[Records from a collection]
=== Section Start ===
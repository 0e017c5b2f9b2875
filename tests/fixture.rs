#![allow(dead_code)]

use instance_alloc::{
    ArchetypeShape, AttributeDescriptor, BatchTableDescriptor, HostBuffer, InstanceBuffer,
    InstanceBufferDescriptor, UploadCoalescerDescriptor,
};

#[cfg(feature = "tracing")]
pub fn initialize_logging() {
    use std::sync::Once;

    static INIT: Once = Once::new();
    INIT.call_once(|| {
        use tracing_subscriber::filter::EnvFilter;

        let filter =
            EnvFilter::from_default_env().add_directive("instance_alloc=WARN".parse().unwrap());
        tracing_subscriber::fmt().with_env_filter(filter).init();
    });
}

#[cfg(not(feature = "tracing"))]
pub fn initialize_logging() {}

/// A shape with one attribute per entry. Ids are the entry index, GPU and CPU sizes are equal.
pub fn shape(sizes: &[u16]) -> ArchetypeShape {
    let attributes: Vec<AttributeDescriptor> = sizes
        .iter()
        .enumerate()
        .map(|(id, size)| AttributeDescriptor::new(id as u32, *size, *size))
        .collect();
    ArchetypeShape::new(&attributes).unwrap()
}

/// A local-to-world matrix and a color.
pub fn transform_shape() -> ArchetypeShape {
    shape(&[64, 16])
}

/// A shape with a single 16 byte attribute.
pub fn small_shape() -> ArchetypeShape {
    shape(&[16])
}

/// Batch configuration with small windows, so tests run into limits quickly.
pub fn small_windows(strategy: instance_alloc::AllocationStrategy) -> BatchTableDescriptor {
    BatchTableDescriptor {
        strategy,
        windowed: true,
        window_size: 10,
        initial_buffer_size: 12,
        max_buffer_size: 1 << 14,
        ..Default::default()
    }
}

pub fn host_instance_buffer(
    batches: BatchTableDescriptor,
    uploads: UploadCoalescerDescriptor,
) -> InstanceBuffer<HostBuffer> {
    let descriptor = InstanceBufferDescriptor { batches, uploads };
    InstanceBuffer::new(HostBuffer::new(0), &descriptor).unwrap()
}

/// Asserts that ranges are sorted, disjoint and non-adjacent.
pub fn assert_separated(ranges: &[(u64, u64)]) {
    for pair in ranges.windows(2) {
        assert!(
            pair[0].1 < pair[1].0,
            "ranges {:?} and {:?} touch or overlap",
            pair[0],
            pair[1]
        );
    }
}
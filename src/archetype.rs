//! Attribute layouts of batches.

use std::collections::HashMap;

use slotmap::{new_key_type, SlotMap};

use crate::{align_up, AllocatorError, Result, ELEMENT_SIZE};

/// One per-instance attribute of an archetype shape.
#[derive(Debug, Clone, Copy, PartialEq, Eq, PartialOrd, Ord, Hash)]
pub struct AttributeDescriptor {
    /// Identifier of the attribute, for example the shader property it feeds.
    pub id: u32,
    /// Size of one value in system memory.
    pub size_cpu: u16,
    /// Size of one value in the GPU buffer.
    pub size_gpu: u16,
}

impl AttributeDescriptor {
    /// Creates a new descriptor.
    pub fn new(id: u32, size_cpu: u16, size_gpu: u16) -> Self {
        Self {
            id,
            size_cpu,
            size_gpu,
        }
    }
}

/// The ordered set of attributes shared by all instances of a batch.
///
/// A slab of a shape stores one stream per attribute. Stream `i` holds `size_gpu` bytes per
/// instance and starts on a 16 byte boundary.
#[derive(Debug, Clone, PartialEq, Eq, Hash)]
pub struct ArchetypeShape {
    attributes: Vec<AttributeDescriptor>,
}

impl ArchetypeShape {
    /// Creates a shape. Attributes are sorted by id; duplicate ids are rejected.
    pub fn new(attributes: &[AttributeDescriptor]) -> Result<Self> {
        if attributes.is_empty() {
            return Err(AllocatorError::InvalidSize);
        }

        let mut attributes = attributes.to_vec();
        attributes.sort_by_key(|attribute| attribute.id);
        if attributes.windows(2).any(|pair| pair[0].id == pair[1].id) {
            return Err(AllocatorError::Internal(
                "archetype shape has duplicate attribute ids".to_owned(),
            ));
        }

        Ok(Self { attributes })
    }

    /// The attributes ordered by id.
    pub fn attributes(&self) -> &[AttributeDescriptor] {
        &self.attributes
    }

    /// Number of attributes.
    pub fn attribute_count(&self) -> usize {
        self.attributes.len()
    }

    /// GPU bytes of one instance over all streams.
    pub fn bytes_per_instance(&self) -> u64 {
        self.attributes
            .iter()
            .map(|attribute| attribute.size_gpu as u64)
            .sum()
    }

    /// Number of instances whose streams fit into one binding window of `window_bytes`.
    pub fn max_instances_per_window(&self, window_bytes: u64) -> u32 {
        let padding = ELEMENT_SIZE * self.attributes.len() as u64;
        let available = window_bytes.saturating_sub(padding);
        (available / self.bytes_per_instance().max(1)).min(u32::MAX as u64) as u32
    }

    /// Byte size of every stream for `instance_capacity` instances.
    pub fn stream_sizes(&self, instance_capacity: u32) -> impl Iterator<Item = u64> + '_ {
        self.attributes.iter().map(move |attribute| {
            align_up(
                attribute.size_gpu as u64 * instance_capacity as u64,
                ELEMENT_SIZE,
            )
        })
    }

    /// Offset of every stream relative to the slab begin.
    pub fn stream_offsets(&self, instance_capacity: u32) -> Vec<u64> {
        self.stream_sizes(instance_capacity)
            .scan(0, |offset, size| {
                let begin = *offset;
                *offset += size;
                Some(begin)
            })
            .collect()
    }

    /// Bytes of a slab holding `instance_capacity` instances.
    pub fn slab_bytes(&self, instance_capacity: u32) -> u64 {
        self.stream_sizes(instance_capacity).sum()
    }
}

new_key_type! {
    pub(crate) struct ShapeKey;
}

pub(crate) struct ShapeEntry {
    pub(crate) shape: ArchetypeShape,
    /// First batch of the bucket of batches sharing this shape.
    pub(crate) head: Option<u32>,
}

/// Deduplicates shapes and keeps the batch bucket of each.
#[derive(Default)]
pub(crate) struct ShapeRegistry {
    shapes: SlotMap<ShapeKey, ShapeEntry>,
    lookup: HashMap<ArchetypeShape, ShapeKey>,
    attribute_names: HashMap<u32, String>,
}

impl ShapeRegistry {
    /// Returns the key of `shape`, registering it on first use.
    pub(crate) fn intern(&mut self, shape: &ArchetypeShape) -> ShapeKey {
        if let Some(key) = self.lookup.get(shape) {
            return *key;
        }

        let key = self.shapes.insert(ShapeEntry {
            shape: shape.clone(),
            head: None,
        });
        self.lookup.insert(shape.clone(), key);
        key
    }

    /// Returns the key of `shape` if it was registered before.
    pub(crate) fn find(&self, shape: &ArchetypeShape) -> Option<ShapeKey> {
        self.lookup.get(shape).copied()
    }

    pub(crate) fn get(&self, key: ShapeKey) -> Option<&ShapeEntry> {
        self.shapes.get(key)
    }

    pub(crate) fn get_mut(&mut self, key: ShapeKey) -> Option<&mut ShapeEntry> {
        self.shapes.get_mut(key)
    }

    pub(crate) fn len(&self) -> usize {
        self.shapes.len()
    }

    pub(crate) fn set_attribute_name(&mut self, id: u32, name: &str) {
        self.attribute_names.insert(id, name.to_owned());
    }

    /// Human readable description of a shape for log output.
    pub(crate) fn describe(&self, key: ShapeKey) -> String {
        let entry = match self.shapes.get(key) {
            Some(entry) => entry,
            None => return "<unknown shape>".to_owned(),
        };

        let names: Vec<String> = entry
            .shape
            .attributes()
            .iter()
            .map(|attribute| match self.attribute_names.get(&attribute.id) {
                Some(name) => format!("{}({}b)", name, attribute.size_gpu),
                None => format!("#{}({}b)", attribute.id, attribute.size_gpu),
            })
            .collect();

        format!("[{}]", names.join(", "))
    }
}

#[cfg(test)]
mod tests {
    use super::*;

    fn shape() -> ArchetypeShape {
        ArchetypeShape::new(&[
            AttributeDescriptor::new(7, 64, 64),
            AttributeDescriptor::new(3, 16, 16),
            AttributeDescriptor::new(5, 4, 4),
        ])
        .unwrap()
    }

    #[test]
    fn attributes_are_sorted_by_id() {
        let ids: Vec<u32> = shape().attributes().iter().map(|a| a.id).collect();
        assert_eq!(ids, vec![3, 5, 7]);
    }

    #[test]
    fn duplicate_and_empty_shapes_are_rejected() {
        assert!(ArchetypeShape::new(&[]).is_err());
        assert!(ArchetypeShape::new(&[
            AttributeDescriptor::new(1, 4, 4),
            AttributeDescriptor::new(1, 8, 8),
        ])
        .is_err());
    }

    #[test]
    fn streams_fit_into_one_window() {
        let shape = shape();
        assert_eq!(shape.bytes_per_instance(), 84);
        let capacity = shape.max_instances_per_window(65536);
        assert_eq!(capacity, (65536 - 48) / 84);
        assert!(shape.slab_bytes(capacity) <= 65536);
        assert_eq!(shape.stream_offsets(3), vec![0, 48, 64]);
    }

    #[test]
    fn registry_deduplicates_shapes() {
        let mut registry = ShapeRegistry::default();
        let a = registry.intern(&shape());
        let b = registry.intern(&shape());
        assert_eq!(a, b);
        assert_eq!(registry.len(), 1);

        registry.set_attribute_name(3, "color");
        assert_eq!(registry.describe(a), "[color(16b), #5(4b), #7(64b)]");
    }
}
=== Section End ===
YOUR ASSIGNMENT |
Among the lines above, find those that contain the word "every" and copy them.

ANSWER BOX |
    /// Byte size of every stream for `instance_capacity` instances.
    /// Offset of every stream relative to the slab begin.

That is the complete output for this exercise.